How minerals preserved evidence of drought conditions over 1,000 years ago

Paleoclimate data is hard to come by. There are few circumstances in which ancient climate conditions create a record for scientists to later find. Some of the best sources are undisturbed layers of material that were deposited regularly over time like tree rings, giving us a window into the past.

A rare opportunity lies in Laguna Minucúa in central Mexico. This half-acre, isolated pond formed in a sinkhole in the mountains of Sierra Madre del Sur, Oaxaca. Luckily for researchers, it meets the criteria to be a rich source of paleoclimatic information. It has no rivers running into or out of the lake, keeping the bottom relatively undisturbed. Layers upon layers of sediment settled neatly to the lakebed, beautifully preserving in their layers a record of past climate conditions.

A team of scientists sampled this small lake, pulling a 5.6-meter-long core out of the lakebed representing the past 4,500 years of sediment buildup. To make sense of those layers, scientists turned to minerals.

A piece of montmorillonite from the mineralogy collection at NHMLA.
A piece of montmorillonite from the mineralogy collection at NHMLA.

Minerals hold a wealth of information within their dazzling, complex structures. A product of their environment, they form under specific conditions, safely storing clues scientists can use to retrace Earth’s past.

“Minerals are a key component to understanding what’s happening on the surface of the Earth,” explained Mineralogy Associate Curator Aaron Celestian. “The hard part is finding a place where minerals get trapped and then aren’t disturbed.”

Celestian helped identify key minerals contained within the lake’s sediment core and decode the conditions that led to their deposit. Of particular interest were montmorillonite, kaolinite, and illite. The ratios of these clay minerals tell a story.

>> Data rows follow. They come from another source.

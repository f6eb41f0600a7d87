use std::sync::Arc;

use dashmap::DashMap;
use serde_json::Value;

use canvasxd_core::error::Result;
use canvasxd_core::protocol::frame::frame_type;

/// Handler for one inbound `type`.
pub trait InboundHandler: Send + Sync {
    fn frame_type(&self) -> &'static str;
    fn handle(&self, frame: Value) -> Result<()>;
}

/// `type -> handler` registry for decoded inbound frames.
///
/// Frames with a missing or unknown `type` are dropped: a newer parent may
/// speak message types this client predates.
#[derive(Default)]
pub struct EventRouter {
    handlers: DashMap<&'static str, Arc<dyn InboundHandler>>,
}

impl EventRouter {
    pub fn new() -> Self {
        Self {
            handlers: DashMap::new(),
        }
    }

    pub fn register(&self, handler: Arc<dyn InboundHandler>) {
        self.handlers.insert(handler.frame_type(), handler);
    }

    pub fn registered_types(&self) -> Vec<&'static str> {
        self.handlers.iter().map(|e| *e.key()).collect()
    }

    /// Route one frame. `Ok(false)` means it was dropped as unknown.
    pub fn dispatch(&self, frame: Value) -> Result<bool> {
        let Some(ty) = frame_type(&frame) else {
            tracing::trace!("inbound frame without type dropped");
            return Ok(false);
        };

        let handler = match self.handlers.get(ty) {
            Some(h) => h.value().clone(),
            None => {
                tracing::debug!(frame_type = %ty, "unknown inbound type dropped");
                return Ok(false);
            }
        };
        handler.handle(frame)?;
        Ok(true)
    }
}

It starts with montmorillonite, a mineral formed from weathering volcanic rocks. Montmorillonite gets swept into the lake by wind or rain, where it stays suspended in the water before slowly settling to the bottom. This takes time, and the water must be still, undisturbed by stormy weather. Once montmorillonite falls to the lakebed, over long periods of time it would react with water, resulting in related clay minerals kaolinite or illite. This gradual process can be interrupted by an influx of sand and silt following a storm, which quickly settles to the bottom and covers freshly laid montmorillonite, preventing further reactions with water that would otherwise yield kaolinite or illite. In this way, the layers of these three minerals preserve records of long dry periods punctuated by rainstorms.

A: This is a close-up view of a 1-meter section of the lake core sample. Notice the visible striped layers of different minerals. B: A close-up of a boundary between two layers of sediment. C: A close-up of a layer with quarts, feldspar, and grains of charcoal.

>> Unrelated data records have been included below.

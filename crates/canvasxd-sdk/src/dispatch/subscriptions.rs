//! Subscription table: `name -> subscription`, with the streaming event keyed
//! one level further by `params.topic`.

use std::collections::HashMap;
use std::fmt;
use std::sync::Arc;

use dashmap::DashMap;
use serde_json::{json, Value};

use canvasxd_core::error::{CanvasError, Result};
use canvasxd_core::protocol::frame::{EventMethod, EventNotice};
use canvasxd_core::protocol::STREAMING_EVENT;

/// Callback for `onData` / `onComplete`.
pub type EventHandler = Arc<dyn Fn(&Value) + Send + Sync>;

/// A named subscription and its handlers.
#[derive(Clone)]
pub struct Subscription {
    pub name: String,
    pub params: Option<Value>,
    on_data: Option<EventHandler>,
    on_complete: Option<EventHandler>,
}

impl Subscription {
    pub fn new(name: impl Into<String>) -> Self {
        Self {
            name: name.into(),
            params: None,
            on_data: None,
            on_complete: None,
        }
    }

    /// Streaming subscription for one topic.
    pub fn streaming(topic: impl Into<String>) -> Self {
        Self::new(STREAMING_EVENT).params(json!({ "topic": topic.into() }))
    }

    pub fn params(mut self, params: Value) -> Self {
        self.params = Some(params);
        self
    }

    pub fn on_data(mut self, f: impl Fn(&Value) + Send + Sync + 'static) -> Self {
        self.on_data = Some(Arc::new(f));
        self
    }

    pub fn on_complete(mut self, f: impl Fn(&Value) + Send + Sync + 'static) -> Self {
        self.on_complete = Some(Arc::new(f));
        self
    }

    pub fn topic(&self) -> Option<&str> {
        self.params
            .as_ref()
            .and_then(|p| p.get("topic"))
            .and_then(Value::as_str)
    }

    pub fn is_streaming(&self) -> bool {
        self.name == STREAMING_EVENT
    }

    fn has_handler(&self) -> bool {
        self.on_data.is_some() || self.on_complete.is_some()
    }

    fn handler(&self, method: EventMethod) -> Option<&EventHandler> {
        match method {
            EventMethod::OnData => self.on_data.as_ref(),
            EventMethod::OnComplete => self.on_complete.as_ref(),
        }
    }
}

impl fmt::Debug for Subscription {
    fn fmt(&self, f: &mut fmt::Formatter<'_>) -> fmt::Result {
        f.debug_struct("Subscription")
            .field("name", &self.name)
            .field("params", &self.params)
            .field("on_data", &self.on_data.is_some())
            .field("on_complete", &self.on_complete.is_some())
            .finish()
    }
}

/// What to remove: a whole name, or a descriptor whose topic narrows a
/// streaming subscription.
#[derive(Debug, Clone, PartialEq)]
pub enum Unsubscription {
    Name(String),
    Descriptor { name: String, params: Option<Value> },
}

impl Unsubscription {
    pub fn topic(topic: impl Into<String>) -> Self {
        Unsubscription::Descriptor {
            name: STREAMING_EVENT.to_string(),
            params: Some(json!({ "topic": topic.into() })),
        }
    }

    pub fn name(&self) -> &str {
        match self {
            Unsubscription::Name(n) | Unsubscription::Descriptor { name: n, .. } => n,
        }
    }

    pub fn params(&self) -> Option<&Value> {
        match self {
            Unsubscription::Name(_) => None,
            Unsubscription::Descriptor { params, .. } => params.as_ref(),
        }
    }
}

impl From<&str> for Unsubscription {
    fn from(name: &str) -> Self {
        Unsubscription::Name(name.to_string())
    }
}

impl From<String> for Unsubscription {
    fn from(name: String) -> Self {
        Unsubscription::Name(name)
    }
}

impl From<&Subscription> for Unsubscription {
    fn from(s: &Subscription) -> Self {
        Unsubscription::Descriptor {
            name: s.name.clone(),
            params: s.params.clone(),
        }
    }
}

impl From<Subscription> for Unsubscription {
    fn from(s: Subscription) -> Self {
        Unsubscription::Descriptor {
            name: s.name,
            params: s.params,
        }
    }
}

enum Entry {
    Single(Arc<Subscription>),
    Topics(HashMap<String, Arc<Subscription>>),
}

#[derive(Default)]
pub struct SubscriptionTable {
    entries: DashMap<String, Entry>,
}

impl SubscriptionTable {
    pub fn new() -> Self {
        Self {
            entries: DashMap::new(),
        }
    }

    /// Streaming subscriptions must carry `params.topic`.
    pub fn check(sub: &Subscription) -> Result<()> {
        if sub.name.is_empty() {
            return Err(CanvasError::MissingName);
        }
        if sub.is_streaming() && sub.topic().is_none() {
            return Err(CanvasError::MissingTopic(STREAMING_EVENT.into()));
        }
        Ok(())
    }

    /// Insert or replace. A second subscription to the same name (or the same
    /// streaming topic) replaces the first.
    pub fn insert(&self, sub: Subscription) -> Result<()> {
        Self::check(&sub)?;

        if let Some(topic) = sub.topic().filter(|_| sub.is_streaming()).map(str::to_string) {
            let mut entry = self
                .entries
                .entry(sub.name.clone())
                .or_insert_with(|| Entry::Topics(HashMap::new()));
            match entry.value_mut() {
                Entry::Topics(topics) => {
                    topics.insert(topic, Arc::new(sub));
                }
                single => {
                    let mut topics = HashMap::new();
                    topics.insert(topic, Arc::new(sub));
                    *single = Entry::Topics(topics);
                }
            }
            return Ok(());
        }

        self.entries
            .insert(sub.name.clone(), Entry::Single(Arc::new(sub)));
        Ok(())
    }

    /// Remove per the target: bare names drop the whole entry, streaming
    /// descriptors drop their topic and the entry once it is empty.
    pub fn remove(&self, target: &Unsubscription) {
        let name = target.name();
        let topic = target
            .params()
            .and_then(|p| p.get("topic"))
            .and_then(Value::as_str);

        match (name == STREAMING_EVENT, target, topic) {
            (true, Unsubscription::Descriptor { .. }, Some(topic)) => {
                if let Some(mut entry) = self.entries.get_mut(name) {
                    if let Entry::Topics(topics) = entry.value_mut() {
                        topics.remove(topic);
                    }
                }
                self.entries
                    .remove_if(name, |_, e| matches!(e, Entry::Topics(t) if t.is_empty()));
            }
            _ => {
                self.entries.remove(name);
            }
        }
    }

    pub fn contains(&self, name: &str) -> bool {
        self.entries.contains_key(name)
    }

    /// Number of live subscriptions, counting each streaming topic.
    pub fn len(&self) -> usize {
        self.entries
            .iter()
            .map(|e| match e.value() {
                Entry::Single(_) => 1,
                Entry::Topics(t) => t.len(),
            })
            .sum()
    }

    pub fn is_empty(&self) -> bool {
        self.len() == 0
    }

    /// Subscription a notice is addressed to, if it has any handler.
    pub fn find(&self, notice: &EventNotice) -> Option<Arc<Subscription>> {
        let entry = self.entries.get(&notice.name)?;
        let sub = match entry.value() {
            Entry::Single(s) if !notice.is_streaming() => Arc::clone(s),
            Entry::Topics(topics) if notice.is_streaming() => {
                Arc::clone(topics.get(notice.topic()?)?)
            }
            _ => return None,
        };
        sub.has_handler().then_some(sub)
    }

    /// Invoke the matching handler. The subscription is snapshotted and no
    /// table guard is held while the handler runs, so handlers may
    /// (un)subscribe freely.
    pub fn dispatch(&self, notice: &EventNotice) -> bool {
        let Some(sub) = self.find(notice) else {
            tracing::trace!(name = %notice.name, "no subscription for event");
            return false;
        };
        let Some(handler) = notice.method().and_then(|m| sub.handler(m)).cloned() else {
            tracing::trace!(name = %notice.name, method = ?notice.method, "no handler for method");
            return false;
        };
        handler(&notice.payload);
        true
    }
}

#[cfg(test)]
#[allow(clippy::unwrap_used)]
mod tests {
    use super::*;
    use std::sync::atomic::{AtomicUsize, Ordering};
    use std::sync::Mutex;

    fn notice(name: &str, topic: Option<&str>, method: &str, payload: Value) -> EventNotice {
        EventNotice {
            name: name.to_string(),
            params: topic.map(|t| json!({ "topic": t })),
            method: Some(method.to_string()),
            payload,
        }
    }

    #[test]
    fn on_data_exactly_once_with_payload() {
        let table = SubscriptionTable::new();
        let seen = Arc::new(Mutex::new(Vec::new()));
        let s = Arc::clone(&seen);
        table
            .insert(Subscription::new("mynamespace.someevent").on_data(move |v| {
                s.lock().unwrap().push(v.clone());
            }))
            .unwrap();

        assert!(table.dispatch(&notice("mynamespace.someevent", None, "onData", json!({"x": 1}))));
        assert_eq!(*seen.lock().unwrap(), vec![json!({"x": 1})]);
    }

    #[test]
    fn streaming_topics_are_independent() {
        let table = SubscriptionTable::new();
        let t1 = Arc::new(AtomicUsize::new(0));
        let t2 = Arc::new(AtomicUsize::new(0));
        let (a, b) = (Arc::clone(&t1), Arc::clone(&t2));
        table
            .insert(Subscription::streaming("T1").on_data(move |_| {
                a.fetch_add(1, Ordering::SeqCst);
            }))
            .unwrap();
        table
            .insert(Subscription::streaming("T2").on_data(move |_| {
                b.fetch_add(1, Ordering::SeqCst);
            }))
            .unwrap();

        assert!(table.dispatch(&notice(STREAMING_EVENT, Some("T1"), "onData", Value::Null)));
        assert_eq!(t1.load(Ordering::SeqCst), 1);
        assert_eq!(t2.load(Ordering::SeqCst), 0);
        assert!(!table.dispatch(&notice(STREAMING_EVENT, Some("T3"), "onData", Value::Null)));
        assert_eq!(table.len(), 2);

        table.remove(&Unsubscription::topic("T1"));
        assert!(table.contains(STREAMING_EVENT));
        table.remove(&Unsubscription::topic("T2"));
        assert!(!table.contains(STREAMING_EVENT));
    }

    #[test]
    fn streaming_requires_topic() {
        let table = SubscriptionTable::new();
        let err = table.insert(Subscription::new(STREAMING_EVENT).on_data(|_| {})).unwrap_err();
        assert!(matches!(err, CanvasError::MissingTopic(_)));
        assert!(table.is_empty());
    }

    #[test]
    fn method_selects_handler_and_handlerless_is_skipped() {
        let table = SubscriptionTable::new();
        let completes = Arc::new(AtomicUsize::new(0));
        let c = Arc::clone(&completes);
        table
            .insert(Subscription::new("ns.done").on_complete(move |_| {
                c.fetch_add(1, Ordering::SeqCst);
            }))
            .unwrap();
        table.insert(Subscription::new("ns.silent")).unwrap();

        assert!(!table.dispatch(&notice("ns.done", None, "onData", Value::Null)));
        assert!(table.dispatch(&notice("ns.done", None, "onComplete", Value::Null)));
        assert!(!table.dispatch(&notice("ns.silent", None, "onData", Value::Null)));
        assert!(!table.dispatch(&notice("ns.done", None, "onSomethingElse", Value::Null)));
        assert_eq!(completes.load(Ordering::SeqCst), 1);
    }

    #[test]
    fn handler_may_unsubscribe_itself() {
        let table = Arc::new(SubscriptionTable::new());
        let hits = Arc::new(AtomicUsize::new(0));
        let (t, h) = (Arc::clone(&table), Arc::clone(&hits));
        table
            .insert(Subscription::new("ns.once").on_data(move |_| {
                h.fetch_add(1, Ordering::SeqCst);
                t.remove(&Unsubscription::from("ns.once"));
            }))
            .unwrap();

        assert!(table.dispatch(&notice("ns.once", None, "onData", Value::Null)));
        assert!(!table.dispatch(&notice("ns.once", None, "onData", Value::Null)));
        assert_eq!(hits.load(Ordering::SeqCst), 1);
    }
}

The study published in Quaternary International found evidence of a significant drought in the area between 1,160 and 1,280 years ago. Interestingly, this time period overlaps with the collapse of the nearby Mixteca society in Monte Albán, adding some climate context to the area’s rich cultural history and the demise of a regional culture.

This Zapotec urn from the Museum’s archaeology collection is similar to those found in the region near Monte Alban. Between 1,700-2,100 years old, it represents lightning deity Cocijo, according to the glyph in the center of his headdress.

Celestian looks to other sources for mineralogical climate data as well. Part of a team sampling a glacier in Peru, he is analyzing minerals in the snow and how they vary from year to year. Because some minerals speed up glacial melt, knowing the mineral makeup and history of the ice could inform efforts to preserve and restore this environment, especially as climate change takes its toll and nearby human activities introduce new mineral pollutants that settle into the snow.

Minerals have much to tell us about our home planet, and intriguingly, the possibilities aren’t restricted to the pull of Earth’s gravity. Some of these methods could have other worldly applications, including understanding the climate history of other planets or searching for signs of ancient life on Mars.

Kaolinite is on display in the Gem and Mineral Hall.